Moderiert von user profile iconGausi: Delphi-Tags hinzugefügt


Gausi - Mi 10.03.10 11:52

Ich glaube, so ein ähnliches Topic hatten wir vor kurzem schonmal.

Hier ist das glaube ich völlig egal. Der Flaschenhals sind die Dateioperationen selbst, denke ich. Es wäre wahrscheinlich besser, wenn man die Datei in einem Rutsch lesen könnte. Also Datei in einen MemoryStream laden, und aus diesem dann (mit Methode 2) die einzelnen Zeilen rauslesen und verarbeiten.


Gammatester - Mi 10.03.10 16:55

Bevor Du Dir Sorgen um die Effizienz machst, solltest Du darauf achten, daß der Code richtig ist, getreu dem Grundsatz "Erst richtig implementieren, dann optimieren". In den Anweisungen

Delphi-Quelltext
1:
2:
3:
BlockRead(f,mat[j,0],n,numRead);
//bzw
BlockRead(f,zeile[0],n,numRead);
liest Du jeweils n Bytes. Das gibt zwar keine Fehler, aber Deine Ergebnisse sind garantiert falsch. Die richtige Anzahl wäre

Delphi-Quelltext
1:
BlockRead(f,mat[j,0],n*sizeof(Double),numRead);                    


buSC - Sa 13.03.10 18:10

danke an alle freunde ,fuer ihre Antworte,
aber an Gammatester: ich glaube nicht dass die Antwort falsh ist,weil ich den befehl "reset(f, 8 )" benutuz habe und das sagt ,das die daten 8 byte double sind oder ?


alzaimar - Sa 13.03.10 19:39

user profile iconbuSC hat folgendes geschrieben Zum zitierten Posting springen:
..."reset(f, 8 )"...

Schreib lieber

Delphi-Quelltext
1:
reset (f, SizeOf (Double));                    

Das ist aussagekräftiger.
user profile iconGammatester hat folgendes geschrieben Zum zitierten Posting springen:
...getreu dem Grundsatz "Erst richtig implementieren, dann optimieren".

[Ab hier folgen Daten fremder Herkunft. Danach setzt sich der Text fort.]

//! Core Registry
//!
//! Builds one `ChainAdapter` per enabled network entry and routes calls to
//! the adapter that owns a coin id.
//!
//! # Flow:
//! 1. Resolve the shared hot-wallet seed (environment, then network file)
//! 2. Build an adapter per entry; misconfigured entries are logged and skipped
//! 3. `start_all` spawns every adapter and a catalog listener
//! 4. Each `ChainReady` event merges that adapter's currencies into the
//!    global catalog; until then its coins are unknown

use serde::Serialize;
use std::collections::BTreeMap;
use std::sync::Arc;
use thiserror::Error;
use tokio::sync::broadcast::error::RecvError;
use tokio::sync::RwLock;
use tokio::task::JoinHandle;
use tracing::warn;

use crate::chain::{
    AdapterSettings, ChainAdapter, ChainError, FamilyParts, SendAmount, Submission, SweepTargets,
};
use crate::common::config::{load_token_catalog, ConfigError, EngineConfig, NetworkEntry, NetworksFile};
use crate::common::logging::{log_chain_event, log_system_event};
use crate::events::{ControlMessage, EngineEvent, EventBus};
use crate::keys::{KeyError, PrivateKey};
use crate::storage::{CustodyStore, StorageError};
use crate::types::{parse_units, ChainFamily, CoinId, Currency, IssuedAddress, UnitsError};
use crate::{account, resource, utxo};

/// Registry errors
#[derive(Debug, Error)]
pub enum RegistryError {
    #[error("hot wallet seed is not configured")]
    MissingHotWalletSeed,

    #[error("hot wallet seed is invalid: {0}")]
    InvalidHotWalletSeed(KeyError),

    #[error("unknown coin: {0}")]
    UnknownCoin(String),

    #[error("unsupported chain family: {0}")]
    UnsupportedFamily(String),

    #[error("network {0} is configured twice")]
    DuplicateNetwork(String),

    #[error(transparent)]
    Config(#[from] ConfigError),

    #[error(transparent)]
    Units(#[from] UnitsError),

    #[error(transparent)]
    Storage(#[from] StorageError),

    #[error(transparent)]
    Chain(#[from] ChainError),
}

/// One currency in the by-symbol catalog
#[derive(Debug, Clone, PartialEq, Eq, Serialize)]
pub struct CatalogEntry {
    pub network: String,
    pub currency: String,
    pub decimals: u8,
}

/// Routes coin ids to chain adapters
pub struct Registry {
    adapters: BTreeMap<String, Arc<ChainAdapter>>,
    catalog: RwLock<BTreeMap<CoinId, Currency>>,
    events: EventBus,
}

impl Registry {
    /// Empty registry publishing on `events`
    pub fn new(events: EventBus) -> Self {
        Self {
            adapters: BTreeMap::new(),
            catalog: RwLock::new(BTreeMap::new()),
            events,
        }
    }

    /// Build every enabled adapter of the network file
    pub fn from_config(
        config: &EngineConfig,
        networks: &NetworksFile,
        store: Arc<dyn CustodyStore>,
        events: EventBus,
    ) -> Result<Self, RegistryError> {
        let seed = resolve_seed(config, networks)?;
        let targets = SweepTargets::load(&config.sweep_targets_path)?;
        let mut registry = Self::new(events.clone());

        for entry in &networks.nets {
            let network = entry.network();

            if entry.disabled {
                log_system_event(&network, "network_disabled", None);
                continue;
            }
            if registry.adapters.contains_key(&network) {
                let err = RegistryError::DuplicateNetwork(network.clone());
                log_system_event(&network, "network_skipped", Some(&err.to_string()));
                continue;
            }

            match build_adapter(entry, &network, &seed, store.clone(), events.clone(), targets.clone()) {
                Ok(adapter) => {
                    log_system_event(&network, "network_configured", None);
                    registry.register(Arc::new(adapter));
                }
                Err(e) => log_system_event(&network, "network_skipped", Some(&e.to_string())),
            }
        }

        Ok(registry)
    }

    /// Add an adapter; `false` if its network is already taken
    pub fn register(&mut self, adapter: Arc<ChainAdapter>) -> bool {
        let network = adapter.network().to_string();
        if self.adapters.contains_key(&network) {
            return false;
        }
        self.adapters.insert(network, adapter);
        true
    }

    pub fn adapter(&self, network: &str) -> Option<&Arc<ChainAdapter>> {
        self.adapters.get(&network.to_uppercase())
    }

    pub fn networks(&self) -> Vec<String> {
        self.adapters.keys().cloned().collect()
    }

    pub fn events(&self) -> &EventBus {
        &self.events
    }

    /// Spawn the catalog listener and every adapter
    pub fn start_all(self: &Arc<Self>) -> Vec<JoinHandle<()>> {
        let mut rx = self.events.subscribe();
        let registry = self.clone();

        let mut handles = vec![tokio::spawn(async move {
            loop {
                match rx.recv().await {
                    Ok(EngineEvent::ChainReady { network }) => {
                        registry.merge_catalog(&network).await;
                    }
                    Ok(_) => {}
                    Err(RecvError::Lagged(skipped)) => {
                        warn!(target: "custody::system", skipped, "catalog listener lagged, resyncing");
                        for adapter in registry.adapters.values().filter(|a| a.is_ready()) {
                            registry.merge_catalog(adapter.network()).await;
                        }
                    }
                    Err(RecvError::Closed) => break,
                }
            }
        })];

        for adapter in self.adapters.values() {
            handles.push(adapter.clone().start());
        }

        handles
    }

    /// Publish the currencies of `network`; returns how many were merged
    pub async fn merge_catalog(&self, network: &str) -> usize {
        let Some(adapter) = self.adapter(network) else {
            return 0;
        };

        let mut catalog = self.catalog.write().await;
        for currency in adapter.currencies() {
            catalog.insert(currency.id.clone(), currency.clone());
        }

        let merged = adapter.currencies().len();
        log_chain_event(
            adapter.network(),
            "catalog_merged",
            serde_json::json!({ "currencies": merged }),
        );
        merged
    }

    async fn resolve(&self, coin: &str) -> Result<(CoinId, Currency, &Arc<ChainAdapter>), RegistryError> {
        let unknown = || RegistryError::UnknownCoin(coin.to_string());
        let id: CoinId = coin.parse().map_err(|_| unknown())?;

        let currency = self.catalog.read().await.get(&id).cloned().ok_or_else(unknown)?;
        let adapter = self.adapters.get(id.network()).ok_or_else(unknown)?;

        Ok((id, currency, adapter))
    }

    /// Deposit address of `uhash` for `coin`, created on first use
    pub async fn issue_address(&self, coin: &str, uhash: &str) -> Result<IssuedAddress, RegistryError> {
        let (id, _, adapter) = self.resolve(coin).await?;
        Ok(adapter.issue_address(&id, uhash).await?)
    }

    /// Whether `coin` is in the merged catalog
    pub async fn has(&self, coin: &str) -> bool {
        match coin.parse::<CoinId>() {
            Ok(id) => self.catalog.read().await.contains_key(&id),
            Err(_) => false,
        }
    }

    /// `(currency id, decimals)` across every ready adapter
    pub async fn list_all_currencies(&self) -> Vec<(String, u8)> {
        self.catalog
            .read()
            .await
            .values()
            .map(|c| (c.id.to_string(), c.decimals))
            .collect()
    }

    /// Currencies grouped by token symbol
    pub async fn catalog_by_symbol(&self) -> BTreeMap<String, Vec<CatalogEntry>> {
        let mut grouped: BTreeMap<String, Vec<CatalogEntry>> = BTreeMap::new();

        for currency in self.catalog.read().await.values() {
            grouped
                .entry(currency.id.symbol().to_string())
                .or_default()
                .push(CatalogEntry {
                    network: currency.id.network().to_string(),
                    currency: currency.id.to_string(),
                    decimals: currency.decimals,
                });
        }

        grouped
    }

    /// Pay `value` (a decimal amount) of `coin` from the hot wallet to `to`
    ///
    /// The outcome of the submission is also reported on the event bus.
    pub async fn withdraw(&self, value: &str, coin: &str, to: &str) -> Result<Submission, RegistryError> {
        let (id, currency, adapter) = self.resolve(coin).await?;
        let amount = parse_units(value, currency.decimals)?;

        Ok(adapter
            .withdraw_from_hot_wallet(&id, SendAmount::Exact(amount), to)
            .await?)
    }

    /// Ask every adapter to switch to a new hot wallet
    pub fn rotate_hot_wallet(&self, seed: &str) -> Result<(), RegistryError> {
        PrivateKey::from_hex(seed).map_err(RegistryError::InvalidHotWalletSeed)?;
        self.events.send_control(ControlMessage::RotateHotWallet {
            seed: seed.trim().to_string(),
        });
        Ok(())
    }
}

/// Environment override first, then the network file
fn resolve_seed(config: &EngineConfig, networks: &NetworksFile) -> Result<PrivateKey, RegistryError> {
    let seed = config
        .hot_wallet_key
        .as_deref()
        .or(networks.hot_wallet_seed.as_deref())
        .filter(|s| !s.trim().is_empty())
        .ok_or(RegistryError::MissingHotWalletSeed)?;

    PrivateKey::from_hex(seed).map_err(RegistryError::InvalidHotWalletSeed)
}

fn build_adapter(
    entry: &NetworkEntry,
    network: &str,
    seed: &PrivateKey,
    store: Arc<dyn CustodyStore>,
    events: EventBus,
    targets: SweepTargets,
) -> Result<ChainAdapter, RegistryError> {
    let family = entry
        .family()
        .ok_or_else(|| RegistryError::UnsupportedFamily(entry.core.clone()))?;

    let tokens = match (&entry.token_path, family) {
        (Some(path), ChainFamily::AccountGas | ChainFamily::AccountResource) => load_token_catalog(path)?,
        _ => Vec::new(),
    };

    let (parts, currencies): (FamilyParts, Vec<Currency>) = match family {
        ChainFamily::Utxo => utxo::connect(entry, network)?,
        ChainFamily::AccountGas => account::connect(entry, network, &tokens)?,
        ChainFamily::AccountResource => resource::connect(entry, network, &tokens)?,
    };

    let settings = AdapterSettings {
        network: network.to_string(),
        family,
        encoding: parts.encoding,
        confirm_count: entry.confirmations(family),
        poll_interval: entry.poll_interval(family),
        sweep_interval: entry.sweep_interval(family),
    };

    Ok(ChainAdapter::new(
        settings,
        currencies,
        parts.source,
        parts.sender,
        store,
        events,
        seed.clone(),
        targets,
    )?)
}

Erst richtig lesen, dann posten. :mrgreen:


BenBE - Mi 17.03.10 22:19

Mal ganz davon abgesehen, dass die alten Pascal-Funktionen für Dateihandling schon seit mehreren Versionen nicht mehr verwendet werden sollten und stattdessen durch Streams ausgetauscht gehören.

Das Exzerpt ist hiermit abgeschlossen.